> **REQUIREMENT**
Set down exactly, from the records below, the line with "Router::new()" through the line with "filename src/persistence/mod.rs", and nothing else.
==============================
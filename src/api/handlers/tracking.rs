//! Tracking ingest handlers: view, event, click, conversion.
//!
//! These endpoints always answer `202 Accepted`. A tracking call must
//! never break page rendering for the visitor, so persistence failures
//! are logged and swallowed.

use axum::extract::State;
use axum::http::StatusCode;
use axum::response::IntoResponse;
use axum::routing::post;
use axum::{Json, Router};

use crate::api::dto::{
    TrackClickRequest, TrackConversionRequest, TrackEventRequest, TrackViewRequest,
};
use crate::app_state::AppState;
use crate::domain::SessionId;

/// `POST /track/view` — Record a page view.
#[utoipa::path(
    post,
    path = "/api/v1/track/view",
    tag = "Tracking",
    summary = "Record a page view",
    description = "Records one page view for a session. Always answers 202; failures are logged server-side.",
    request_body = TrackViewRequest,
    responses(
        (status = 202, description = "Signal accepted"),
    )
)]
pub async fn track_view(
    State(state): State<AppState>,
    Json(req): Json<TrackViewRequest>,
) -> impl IntoResponse {
    let session = SessionId::from_uuid(req.session_id);
    if let Err(error) = state
        .tracking
        .record_view(session, &req.page, req.referrer.as_deref())
        .await
    {
        tracing::warn!(%error, page = %req.page, "failed to record page view");
    }
    StatusCode::ACCEPTED
}

/// `POST /track/event` — Record a generic user event.
#[utoipa::path(
    post,
    path = "/api/v1/track/event",
    tag = "Tracking",
    summary = "Record a user event",
    description = "Records a named user event with optional details. Always answers 202.",
    request_body = TrackEventRequest,
    responses(
        (status = 202, description = "Signal accepted"),
    )
)]
pub async fn track_event(
    State(state): State<AppState>,
    Json(req): Json<TrackEventRequest>,
) -> impl IntoResponse {
    let session = SessionId::from_uuid(req.session_id);
    if let Err(error) = state
        .tracking
        .record_event(session, &req.name, &req.details)
        .await
    {
        tracing::warn!(%error, name = %req.name, "failed to record user event");
    }
    StatusCode::ACCEPTED
}

/// `POST /track/click` — Increment a click counter.
#[utoipa::path(
    post,
    path = "/api/v1/track/click",
    tag = "Tracking",
    summary = "Record a click",
    description = "Increments the click counter for a target by one. Always answers 202.",
    request_body = TrackClickRequest,
    responses(
        (status = 202, description = "Signal accepted"),
    )
)]
pub async fn track_click(
    State(state): State<AppState>,
    Json(req): Json<TrackClickRequest>,
) -> impl IntoResponse {
    if let Err(error) = state.tracking.record_click(&req.target).await {
        tracing::warn!(%error, target = %req.target, "failed to record click");
    }
    StatusCode::ACCEPTED
}

/// `POST /track/conversion` — Record a conversion.
#[utoipa::path(
    post,
    path = "/api/v1/track/conversion",
    tag = "Tracking",
    summary = "Record a conversion",
    description = "Records that a session completed a conversion goal. Always answers 202.",
    request_body = TrackConversionRequest,
    responses(
        (status = 202, description = "Signal accepted"),
    )
)]
pub async fn track_conversion(
    State(state): State<AppState>,
    Json(req): Json<TrackConversionRequest>,
) -> impl IntoResponse {
    let session = SessionId::from_uuid(req.session_id);
    if let Err(error) = state.tracking.record_conversion(session, &req.goal).await {
        tracing::warn!(%error, goal = %req.goal, "failed to record conversion");
    }
    StatusCode::ACCEPTED
}

/// Tracking ingest routes.
pub fn routes() -> Router<AppState> {
    Router::new()
        .route("/track/view", post(track_view))
        .route("/track/event", post(track_event))
        .route("/track/click", post(track_click))
        .route("/track/conversion", post(track_conversion))
}
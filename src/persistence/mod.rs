//! Persistence layer: PostgreSQL storage behind the [`Store`] trait.
//!
//! Services depend on the [`Store`] trait rather than on a concrete
//! database, so business logic is testable against the in-memory
//! implementation. The production implementation is
//! [`postgres::PostgresStore`] over `sqlx::PgPool`. All row shapes are
//! typed at this boundary; nothing above it sees raw rows.

pub mod models;
pub mod postgres;

#[cfg(test)]
pub(crate) mod memory;

use std::future::Future;

use chrono::{DateTime, NaiveDate, Utc};

use crate::domain::{ActivityEntry, NotificationDefinition, NotificationId, SessionId, ViewRecord};
use crate::error::GatewayError;

/// Storage operations the services need.
///
/// Implementations must be cheap to share (`&self` methods only). The
/// methods are declared with explicit `impl Future + Send` return types
/// so callers can await them inside spawned tasks; implementations may
/// still use plain `async fn`.
pub trait Store: Send + Sync + 'static {
    /// Inserts a page view row.
    ///
    /// # Errors
    ///
    /// Returns [`GatewayError::PersistenceError`] on storage failure.
    fn insert_page_view(
        &self,
        session: SessionId,
        page: &str,
        referrer: Option<&str>,
        at: DateTime<Utc>,
    ) -> impl Future<Output = Result<(), GatewayError>> + Send;

    /// Inserts a generic user event row.
    ///
    /// # Errors
    ///
    /// Returns [`GatewayError::PersistenceError`] on storage failure.
    fn insert_user_event(
        &self,
        session: SessionId,
        name: &str,
        details: &str,
        at: DateTime<Utc>,
    ) -> impl Future<Output = Result<(), GatewayError>> + Send;

    /// Atomically adds `by` to the named click counter, creating it at
    /// zero if absent. Returns `(old_value, new_value)`.
    ///
    /// # Errors
    ///
    /// Returns [`GatewayError::PersistenceError`] on storage failure.
    fn bump_click_counter(
        &self,
        target: &str,
        by: i64,
    ) -> impl Future<Output = Result<(i64, i64), GatewayError>> + Send;

    /// Inserts a conversion row.
    ///
    /// # Errors
    ///
    /// Returns [`GatewayError::PersistenceError`] on storage failure.
    fn insert_conversion(
        &self,
        session: SessionId,
        goal: &str,
        at: DateTime<Utc>,
    ) -> impl Future<Output = Result<(), GatewayError>> + Send;

    /// Appends an entry to the activity feed table.
    ///
    /// # Errors
    ///
    /// Returns [`GatewayError::PersistenceError`] on storage failure.
    fn append_activity(
        &self,
        entry: &ActivityEntry,
    ) -> impl Future<Output = Result<(), GatewayError>> + Send;

    /// Returns the total number of page view rows.
    ///
    /// # Errors
    ///
    /// Returns [`GatewayError::PersistenceError`] on storage failure.
    fn total_page_views(&self) -> impl Future<Output = Result<u64, GatewayError>> + Send;

    /// Returns the sum of all click counters.
    ///
    /// # Errors
    ///
    /// Returns [`GatewayError::PersistenceError`] on storage failure.
    fn total_clicks(&self) -> impl Future<Output = Result<u64, GatewayError>> + Send;

    /// Returns the number of distinct sessions with a page view at or
    /// after `cutoff`.
    ///
    /// # Errors
    ///
    /// Returns [`GatewayError::PersistenceError`] on storage failure.
    fn active_sessions_since(
        &self,
        cutoff: DateTime<Utc>,
    ) -> impl Future<Output = Result<u64, GatewayError>> + Send;

    /// Returns up to `limit` activity entries, newest first.
    ///
    /// # Errors
    ///
    /// Returns [`GatewayError::PersistenceError`] on storage failure.
    fn recent_activities(
        &self,
        limit: i64,
    ) -> impl Future<Output = Result<Vec<ActivityEntry>, GatewayError>> + Send;

    /// Inserts or replaces a notification definition.
    ///
    /// # Errors
    ///
    /// Returns [`GatewayError::PersistenceError`] on storage failure.
    fn upsert_notification(
        &self,
        definition: &NotificationDefinition,
    ) -> impl Future<Output = Result<(), GatewayError>> + Send;

    /// Deletes a notification definition, returning `true` if it existed.
    ///
    /// # Errors
    ///
    /// Returns [`GatewayError::PersistenceError`] on storage failure.
    fn delete_notification(
        &self,
        id: NotificationId,
    ) -> impl Future<Output = Result<bool, GatewayError>> + Send;

    /// Loads all notification definitions in creation order.
    ///
    /// # Errors
    ///
    /// Returns [`GatewayError::PersistenceError`] on storage failure or
    /// when a row holds an unknown kind/frequency value.
    fn load_notifications(
        &self,
    ) -> impl Future<Output = Result<Vec<NotificationDefinition>, GatewayError>> + Send;

    /// Inserts a fresh view record.
    ///
    /// # Errors
    ///
    /// Returns [`GatewayError::PersistenceError`] on storage failure.
    fn insert_view_record(
        &self,
        record: &ViewRecord,
    ) -> impl Future<Output = Result<(), GatewayError>> + Send;

    /// Returns all view records for the given session.
    ///
    /// # Errors
    ///
    /// Returns [`GatewayError::PersistenceError`] on storage failure.
    fn view_records_for_session(
        &self,
        session: SessionId,
    ) -> impl Future<Output = Result<Vec<ViewRecord>, GatewayError>> + Send;

    /// Returns all view records for the given notification, across all
    /// sessions. Used for once-frequency eligibility.
    ///
    /// # Errors
    ///
    /// Returns [`GatewayError::PersistenceError`] on storage failure.
    fn view_records_for_notification(
        &self,
        id: NotificationId,
    ) -> impl Future<Output = Result<Vec<ViewRecord>, GatewayError>> + Send;

    /// Marks the latest view record of `(notification, session)` as
    /// dismissed. Returns `false` if no record exists.
    ///
    /// # Errors
    ///
    /// Returns [`GatewayError::PersistenceError`] on storage failure.
    fn mark_dismissed(
        &self,
        id: NotificationId,
        session: SessionId,
    ) -> impl Future<Output = Result<bool, GatewayError>> + Send;

    /// Marks the latest view record of `(notification, session)` as
    /// clicked. Returns `false` if no record exists.
    ///
    /// # Errors
    ///
    /// Returns [`GatewayError::PersistenceError`] on storage failure.
    fn mark_clicked(
        &self,
        id: NotificationId,
        session: SessionId,
    ) -> impl Future<Output = Result<bool, GatewayError>> + Send;

    /// Inserts or replaces a settings row.
    ///
    /// # Errors
    ///
    /// Returns [`GatewayError::PersistenceError`] on storage failure.
    fn put_setting(
        &self,
        key: &str,
        value: &str,
    ) -> impl Future<Output = Result<(), GatewayError>> + Send;

    /// Returns the settings row with the given key, if any.
    ///
    /// # Errors
    ///
    /// Returns [`GatewayError::PersistenceError`] on storage failure.
    fn get_setting(
        &self,
        key: &str,
    ) -> impl Future<Output = Result<Option<String>, GatewayError>> + Send;

    /// Returns the paths of all published content pages.
    ///
    /// # Errors
    ///
    /// Returns [`GatewayError::PersistenceError`] on storage failure.
    fn published_paths(&self) -> impl Future<Output = Result<Vec<String>, GatewayError>> + Send;

    /// Recomputes and stores the per-day view/event/conversion counts for
    /// the given day.
    ///
    /// # Errors
    ///
    /// Returns [`GatewayError::PersistenceError`] on storage failure.
    fn rollup_daily(&self, day: NaiveDate)
    -> impl Future<Output = Result<(), GatewayError>> + Send;

    /// Records the outcome of a scheduled job run.
    ///
    /// # Errors
    ///
    /// Returns [`GatewayError::PersistenceError`] on storage failure.
    fn record_job_run(
        &self,
        job: &str,
        success: bool,
        detail: &str,
    ) -> impl Future<Output = Result<(), GatewayError>> + Send;
}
==============================
> **EXERCISE RESPONSE**
    Router::new()
        .route("/track/view", post(track_view))
        .route("/track/event", post(track_event))
        .route("/track/click", post(track_click))
        .route("/track/conversion", post(track_conversion))
}
filename src/persistence/mod.rs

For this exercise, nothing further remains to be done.